By the time, she caught up to him, she was breathless. She put her hands on his shoulders--those broad, strong shoulders--to turn him toward her.

"Wait. Don't go. Come back inside." She slid her arms around his neck. "Stay with me."

And then she kissed him.

As many times as she'd thought of this moment . . . dreamed, schemed, choreographed, imagined how she would persuade him to stay . . . none of it mattered. Her actions were entirely instinctual, driven by impulses and needs deep inside her.

They came from the heart.

She pressed her lips to his, and a touch of frost between them quickly melted to fire. Delicious, intoxicating, brandy-flavored warmth. She wanted more. It didn't even concern her that he was standing as still as if he were frozen, not responding. She'd wanted to touch him for so long, and now her hands were on the strong column of his bared neck, her fingers twining in his dark, unruly hair. She tasted his lips, tilting her head to the side and stretching to make herself taller.
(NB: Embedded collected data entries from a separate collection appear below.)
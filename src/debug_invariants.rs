//! Invariant checks for coordinate arrays and cached geometry fields.
//!
//! Checks run in debug builds, or in release with `check-invariants` or
//! `strict-invariants`.

use crate::geometry_error::GeometryError;

/// Trait for validating data structure invariants.
pub trait DebugInvariants {
    /// Assert invariants in debug builds or when invariant checking is enabled.
    fn debug_assert_invariants(&self);
    /// Validate invariants and return the first error encountered.
    fn validate_invariants(&self) -> Result<(), GeometryError>;
}

/// Helper macro to run a fallible check and panic on error when invariant
/// checking is enabled.
#[macro_export]
macro_rules! debug_invariants {
    ($expr:expr, $($ctx:tt)*) => {
        #[cfg(any(debug_assertions, feature = "strict-invariants", feature = "check-invariants"))]
        if let Err(e) = $expr {
            panic!(concat!("[invariants] ", $($ctx)*, ": {}"), e);
        }
    };
}
//! Borrowed coordinate view used by the geometry facade and its kernels.

use crate::coords::NativeCoord;
use crate::geometry_error::GeometryError;
use crate::grid::Location;
use crate::mesh::{Axis, MeshBlock};

/// Non-owning view of the six coordinate arrays of one block.
///
/// The view is `Copy`, so parallel kernels take it by value instead of
/// reaching through the facade that owns it.
#[derive(Clone, Copy, Debug)]
pub struct ZoneCoordinates<'a> {
    x1f: &'a [f64],
    x2f: &'a [f64],
    x3f: &'a [f64],
    x1v: &'a [f64],
    x2v: &'a [f64],
    x3v: &'a [f64],
}

impl<'a> ZoneCoordinates<'a> {
    /// Borrow the arrays of `block`, checking that every axis has at least one
    /// zone and one more face than centers.
    ///
    /// # Panics
    /// In debug builds, or with `check-invariants`, panics if a center does not
    /// lie strictly between its two faces.
    pub fn try_from_block<M: MeshBlock + ?Sized>(block: &'a M) -> Result<Self, GeometryError> {
        for axis in Axis::ALL {
            let faces = block.face_positions(axis);
            let centers = block.center_positions(axis);
            if centers.is_empty() {
                return Err(GeometryError::EmptyAxis { axis });
            }
            if faces.len() != centers.len() + 1 {
                return Err(GeometryError::CoordinateLengthMismatch {
                    axis,
                    faces: faces.len(),
                    centers: centers.len(),
                });
            }
            crate::debug_invariants!(
                crate::mesh::block::check_axis_ordering(axis, faces, centers),
                "ZoneCoordinates: block arrays out of order"
            );
        }
        Ok(Self {
            x1f: block.face_positions(Axis::X1),
            x2f: block.face_positions(Axis::X2),
            x3f: block.face_positions(Axis::X3),
            x1v: block.center_positions(Axis::X1),
            x2v: block.center_positions(Axis::X2),
            x3v: block.center_positions(Axis::X3),
        })
    }

    /// Zone count along the first logical axis.
    #[inline]
    pub fn n1(&self) -> usize {
        self.x1v.len()
    }

    /// Zone count along the second logical axis.
    #[inline]
    pub fn n2(&self) -> usize {
        self.x2v.len()
    }

    /// Zone count along the third logical axis.
    #[inline]
    pub fn n3(&self) -> usize {
        self.x3v.len()
    }

    /// Native coordinates `(t, x1, x2, x3)` of zone `(i, j, k)` at `loc`.
    ///
    /// Each axis reads its face array when `loc` is staggered along it and
    /// its center array otherwise. `t` is always 0.
    ///
    /// # Panics
    /// Panics if an index is outside the array it selects.
    #[inline]
    pub fn native(&self, i: usize, j: usize, k: usize, loc: Location) -> NativeCoord {
        match loc {
            Location::Center => [0.0, self.x1v[i], self.x2v[j], self.x3v[k]],
            Location::Face1 => [0.0, self.x1f[i], self.x2v[j], self.x3v[k]],
            Location::Face2 => [0.0, self.x1v[i], self.x2f[j], self.x3v[k]],
            Location::Face3 => [0.0, self.x1v[i], self.x2v[j], self.x3f[k]],
            Location::Corner => [0.0, self.x1f[i], self.x2f[j], self.x3f[k]],
        }
    }
}
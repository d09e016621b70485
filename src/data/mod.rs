//! Data module: field storage for the geometry cache
#![warn(missing_docs)]

pub mod field;
pub mod storage;

pub use field::GeomField;
pub use storage::{Storage, VecStorage};
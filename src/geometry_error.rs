//! GeometryError: Unified error type for block-geometry construction.
//!
//! Accessors on a built [`Grid`](crate::grid::Grid) are total and never fail;
//! every variant here is raised while validating a mesh block or building a
//! geometry backend.

use thiserror::Error;

use crate::mesh::Axis;

/// Unified error type for block-geometry operations.
#[derive(Debug, Error, Clone, PartialEq)]
pub enum GeometryError {
    /// An axis of the mesh block carries no zones.
    #[error("mesh block axis {axis:?} has no zones")]
    EmptyAxis {
        /// Offending axis.
        axis: Axis,
    },
    /// Face array on an axis is not exactly one longer than its center array.
    #[error(
        "coordinate length mismatch on axis {axis:?}: {faces} faces for {centers} centers (expected {} faces)",
        .centers + 1
    )]
    CoordinateLengthMismatch {
        /// Offending axis.
        axis: Axis,
        /// Length of the face-position array.
        faces: usize,
        /// Length of the center-position array.
        centers: usize,
    },
    /// The coordinate system declares a dependence on the third logical axis,
    /// which the cached strategy cannot represent.
    #[error("coordinate system depends on x3; cached geometry requires x3 invariance")]
    ThirdAxisDependent,
    /// Sampled metric differs along the third logical axis.
    #[error("metric varies along x3 at zone ({i}, {j}, k={k}): max deviation {deviation:e}")]
    ThirdAxisVariation {
        /// First logical index.
        i: usize,
        /// Second logical index.
        j: usize,
        /// Third logical index compared against `k = 0`.
        k: usize,
        /// Largest absolute component difference observed.
        deviation: f64,
    },
    /// A dense slot index does not name a [`Location`](crate::grid::Location).
    #[error("no location with index {0} (expected 0..5)")]
    InvalidLocation(usize),
    /// A mesh block description is malformed (bounds, ghost counts, ...).
    #[error("invalid mesh block: {0}")]
    InvalidBlock(String),
    /// A stored geometry structure failed its invariant check.
    #[error("geometry invariant violated: {0}")]
    InvariantViolation(String),
}
//! Staggering locations within a zone.

use serde::{Deserialize, Serialize};
use static_assertions::const_assert_eq;

use crate::geometry_error::GeometryError;
use crate::mesh::Axis;

/// Sub-position of a logical zone at which a quantity is evaluated.
#[derive(Clone, Copy, Debug, PartialEq, Eq, Hash, PartialOrd, Ord, Serialize, Deserialize)]
#[serde(rename_all = "snake_case")]
#[repr(u8)]
pub enum Location {
    /// Zone center.
    Center = 0,
    /// Lower face normal to the first axis.
    Face1 = 1,
    /// Lower face normal to the second axis.
    Face2 = 2,
    /// Lower face normal to the third axis.
    Face3 = 3,
    /// Lower corner, staggered along all three axes.
    Corner = 4,
}

impl Location {
    /// Number of locations.
    pub const COUNT: usize = 5;

    /// All locations in slot order.
    pub const ALL: [Location; Location::COUNT] = [
        Location::Center,
        Location::Face1,
        Location::Face2,
        Location::Face3,
        Location::Corner,
    ];

    /// Dense slot in `0..COUNT`.
    #[inline]
    pub const fn index(self) -> usize {
        self as usize
    }

    /// True if this location reads face positions along `axis`.
    #[inline]
    pub const fn is_staggered(self, axis: Axis) -> bool {
        matches!(
            (self, axis),
            (Location::Corner, _)
                | (Location::Face1, Axis::X1)
                | (Location::Face2, Axis::X2)
                | (Location::Face3, Axis::X3)
        )
    }
}

const_assert_eq!(Location::ALL.len(), Location::COUNT);

impl TryFrom<usize> for Location {
    type Error = GeometryError;

    fn try_from(slot: usize) -> Result<Self, Self::Error> {
        Location::ALL
            .get(slot)
            .copied()
            .ok_or(GeometryError::InvalidLocation(slot))
    }
}
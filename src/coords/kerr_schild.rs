//! Kerr black hole in spherical Kerr–Schild coordinates (`M = 1`).

use serde::{Deserialize, Serialize};

use crate::coords::{CoordinateEmbedding, EmbeddingCoord, NativeCoord};
use crate::tensor::{Tensor4, ZERO_TENSOR};

/// Spherical Kerr–Schild coordinates `(t, r, theta, phi)` for spin `a`.
///
/// The metric is independent of `phi`, so it satisfies the x3-invariance the
/// cached strategy needs. The connection uses the finite-difference default.
#[derive(Clone, Copy, Debug, PartialEq, Serialize, Deserialize)]
pub struct SphericalKerrSchild {
    /// Dimensionless spin, `|a| < 1`.
    pub a: f64,
}

impl SphericalKerrSchild {
    pub fn new(a: f64) -> Self {
        Self { a }
    }
}

impl CoordinateEmbedding for SphericalKerrSchild {
    const X3_INVARIANT: bool = true;

    fn coord_to_embedding(&self, x: &NativeCoord) -> EmbeddingCoord {
        let [t, r, th, phi] = *x;
        [
            t,
            r * th.sin() * phi.cos(),
            r * th.sin() * phi.sin(),
            r * th.cos(),
        ]
    }

    fn metric_cov_at_native(&self, x: &NativeCoord) -> Tensor4 {
        let (r, th) = (x[1], x[2]);
        let a = self.a;
        let (sth, cth) = th.sin_cos();
        let s2 = sth * sth;
        let rho2 = r * r + a * a * cth * cth;
        let f = 2.0 * r / rho2;

        let mut g = ZERO_TENSOR;
        g[0][0] = -1.0 + f;
        g[0][1] = f;
        g[0][3] = -a * f * s2;
        g[1][1] = 1.0 + f;
        g[1][3] = -a * s2 * (1.0 + f);
        g[2][2] = rho2;
        g[3][3] = s2 * (rho2 + a * a * s2 * (1.0 + f));

        g[1][0] = g[0][1];
        g[3][0] = g[0][3];
        g[3][1] = g[1][3];
        g
    }
}

#[cfg(test)]
mod tests {
    use super::*;

    #[test]
    fn determinant_matches_closed_form() {
        let ks = SphericalKerrSchild::new(0.5);
        let (r, th) = (3.0f64, 1.0f64);
        let g = ks.metric_cov_at_native(&[0.0, r, th, 2.0]);
        let (_, gdet) = ks.invert_metric(&g);
        let rho2 = r * r + 0.25 * th.cos().powi(2);
        assert!((gdet - rho2 * th.sin()).abs() < 1e-10);
    }
}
Pressing light kisses to his mouth, again and again.

"Stay," she whispered between kisses. "Stay with me."

The freezing wind caught the hem of her chemise and tugged it, snarling the tissue-thin fabric about her ankles. She shivered and pressed the full length of her body into his enticing masculine warmth. He was warmer than any fire. As though he'd soaked up the sun of tropical shores and taken it into him, saved it for just this moment--so that he might give it back to her on this cold, snowy English night.

She pulled back from the kiss and stared up at him. The faint light from the hut illuminated half his face. He was half light, half darkness. She wanted him for all of it. Always had.